Fiom, è scontro Bonanni-Epifani

18/10/2010



ROMA – La distanza tra i sindacati non si accorcia, anzi il solco si fa più profondo. All´indomani della manifestazione della Fiom, è Raffaele Bonanni, il leader della Cisl, a dirsi «deluso» e a parlare di un distacco di «anni luce», criticando il segretario della Cgil, Guglielmo Epifani per non avere condannato nettamente gli attacchi a Cisl e Uil. Ma Epifani rivendica «la manifestazione grande, pacifica e non violenta… non come pensava Bonanni». Tra i due è scambio di reciproche accuse. «È buon costume attendere almeno 24 ore per commentare le manifestazioni degli altri; Bonanni può avanzare tutte le critiche che ritiene ma non può intromettersi nelle scelte interne della Cgil», osserva Epifani. Bonanni rincara: «Non è stata una piazza sindacale ma piuttosto politica che ricercava l´unità della sinistra e della Cgil». Aggiunge che «è scandaloso gettare benzina sul fuoco e ospitare in una manifestazione cartelli ingiuriosi e inviti alla violenza». Il segretario Cisl incalza perché nella stessa Cgil aprano gli occhi «su slogan e offese personali», e dissente dall´invito a un prossimo sciopero generale.
In questo clima sindacale anche le divisioni interne al Pd si accentuano. La destra ci va a nozze. Il Pdl sottolinea «il cumulo di contraddizioni» del partito di Bersani e il ministro Sacconi attacca: «I dirigenti del Pd dipendono da quella piazza». Nelle file dei Democratici del resto la polemica si allarga alla questione delle alleanze. Alcuni ex Margherita – tra cui Francesco Boccia, che aveva parlato di intellettuali milionari e politici con l´auto blu in corteo – avvertono che non possono esserci «derive a sinistra». Ma il giorno dopo, è Massimo D´Alema a dire: «Un partito non ha il compito di discutere se deve o non deve partecipare a una manifestazione ma deve sapere ascoltare.
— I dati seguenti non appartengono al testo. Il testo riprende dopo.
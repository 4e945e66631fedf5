//! Conversation memory.
//!
//! A memory keeps the turns of one conversation and renders a bounded view
//! of them for the next prompt. Four retention policies are available:
//!
//! - **Buffer**: every turn, unbounded
//! - **Window**: the last `k` turns
//! - **Token**: the newest turns fitting a token budget
//! - **Summary**: like token, but evicted turns are folded into a summary

pub mod buffer;
pub mod summarizer;
pub mod summary_buffer;
pub mod token_buffer;
pub mod traits;
pub mod turn;

pub use buffer::{ConversationBuffer, WindowBuffer};
pub use summarizer::{
    FnSummarizer, PromptSummarizer, SUMMARY_PROMPT, Summarizer, TextGenerator,
    TranscriptSummarizer, build_summary_prompt,
};
pub use summary_buffer::SummaryBuffer;
pub use token_buffer::TokenBuffer;
pub use traits::ConversationMemory;
pub use turn::{
    ChatMessage, DEFAULT_MEMORY_KEY, MemoryVariables, Role, TranscriptFormat, Turn, buffer_string,
};

use crate::error::{ConfigError, Result};
use crate::tokens::TokenCounter;
use serde::{Deserialize, Serialize};
use std::sync::Arc;

/// Default window size.
pub const DEFAULT_WINDOW: usize = 5;

/// Default token budget.
pub const DEFAULT_MAX_TOKEN_LIMIT: usize = 2000;

/// Memory configuration, loadable from JSON.
///
/// # Examples
///
/// ```
/// use ragkit::memory::MemoryConfig;
///
/// let config: MemoryConfig = serde_json::from_str(r#"{"policy": "window", "k": 2}"#).unwrap();
/// assert_eq!(config.k, 2);
/// assert_eq!(config.format.human_prefix, "Human");
/// ```
#[derive(Debug, Clone, PartialEq, Eq, Serialize, Deserialize)]
#[serde(default)]
pub struct MemoryConfig {
    /// Policy name: "buffer", "window", "token", or "summary".
    pub policy: String,

    /// Window size for the window policy.
    pub k: usize,

    /// Token budget for the token and summary policies.
    pub max_token_limit: usize,

    /// Rendering options.
    #[serde(flatten)]
    pub format: TranscriptFormat,
}

impl Default for MemoryConfig {
    fn default() -> Self {
        Self {
            policy: "buffer".to_string(),
            k: DEFAULT_WINDOW,
            max_token_limit: DEFAULT_MAX_TOKEN_LIMIT,
            format: TranscriptFormat::default(),
        }
    }
}

/// Creates a memory from configuration.
///
/// The counter is used by the token and summary policies, the summarizer
/// only by the summary policy.
///
/// # Errors
///
/// Returns [`ConfigError::UnknownPolicy`] for an unrecognized policy name,
/// or the policy's own construction error.
pub fn create_memory(
    config: &MemoryConfig,
    counter: Arc<dyn TokenCounter>,
    summarizer: Arc<dyn Summarizer>,
) -> Result<Box<dyn ConversationMemory>> {
    let format = config.format.clone();
    match config.policy.to_lowercase().as_str() {
        "buffer" => Ok(Box::new(ConversationBuffer::new().with_format(format))),
        "window" => Ok(Box::new(WindowBuffer::new(config.k)?.with_format(format))),
        "token" => Ok(Box::new(TokenBuffer::new_with_format(
            counter,
            config.max_token_limit,
            format,
        )?)),
        "summary" => Ok(Box::new(SummaryBuffer::new_with_format(
            counter,
            summarizer,
            config.max_token_limit,
            format,
        )?)),
        _ => Err(ConfigError::UnknownPolicy {
            name: config.policy.clone(),
        }
        .into()),
    }
}

/// Lists available memory policy names.
#[must_use]
pub fn available_policies() -> Vec<&'static str> {
    vec!["buffer", "window", "token", "summary"]
}

#[cfg(test)]
mod tests {
    use super::*;
    use crate::error::Error;
    use crate::tokens::HeuristicTokenCounter;
    use test_case::test_case;

    fn build(config: &MemoryConfig) -> Result<Box<dyn ConversationMemory>> {
        create_memory(
            config,
            Arc::new(HeuristicTokenCounter::new()),
            Arc::new(TranscriptSummarizer::new()),
        )
    }

    #[test_case("buffer")]
    #[test_case("window")]
    #[test_case("token")]
    #[test_case("summary")]
    fn test_create_memory(policy: &str) {
        let config = MemoryConfig {
            policy: policy.to_string(),
            ..MemoryConfig::default()
        };
        let memory = build(&config).unwrap();
        assert_eq!(memory.name(), policy);
    }

    #[test]
    fn test_create_memory_unknown_policy() {
        let config = MemoryConfig {
            policy: "entity".to_string(),
            ..MemoryConfig::default()
        };
        assert!(matches!(
            build(&config),
            Err(Error::Config(ConfigError::UnknownPolicy { .. }))
        ));
    }

    #[test]
    fn test_create_memory_rejects_zero_window() {
        let config = MemoryConfig {
            policy: "window".to_string(),
            k: 0,
            ..MemoryConfig::default()
        };
        assert!(matches!(
            build(&config),
            Err(Error::Config(ConfigError::ZeroWindow))
        ));
    }

    #[test]
    fn test_created_memory_uses_format() {
        let config: MemoryConfig = serde_json::from_str(
            r#"{"policy": "window", "k": 1, "ai_prefix": "Bot", "memory_key": "chat"}"#,
        )
        .unwrap();
        let mut memory = build(&config).unwrap();
        memory.record_turn("a", "b").unwrap();
        memory.record_turn("c", "d").unwrap();
        assert_eq!(memory.render()["chat"], "Human: c\nBot: d");
    }

    #[test]
    fn test_available_policies() {
        let config = MemoryConfig::default();
        for policy in available_policies() {
            let config = MemoryConfig {
                policy: policy.to_string(),
                ..config.clone()
            };
            assert!(build(&config).is_ok());
        }
    }
}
E deve farsi carico del malessere del mondo del lavoro, anziché criminalizzare la protesta come si è cercato di fare presentando la manifestazione come un pericolo per la città e il paese». Aggiunge il presidente del Copasir di essere «preoccupato per le divisioni del mondo sindacale» e per un governo che non governa: «Usi il trampolino per andarsene – ironizza – Il paese non ha bisogno di un governo tecnico ma di uno nuovo».
E critico sulla linea del Pd è Marco Follini: «Il nostro è un partito tricolore, non può essere un tripudio di bandiere rosse e neppure sembrarlo; basta collateralismo». Per chi nel Pd è più vicino alla Cisl – come Beppe Fioroni, Giorgio Merlo e lo stesso vice segretario Enrico Letta – gli attacchi a Bonanni e Angeletti nella piazza Fiom sono da condannare. Merlo rincara: «Sarebbe curioso sapere dagli esponenti del centrosinistra presenti alla manifestazione come pensano di costruire una alternativa di governo al centrodestra attorno a quegli insulti e alla delegittimazione degli altri sindacati».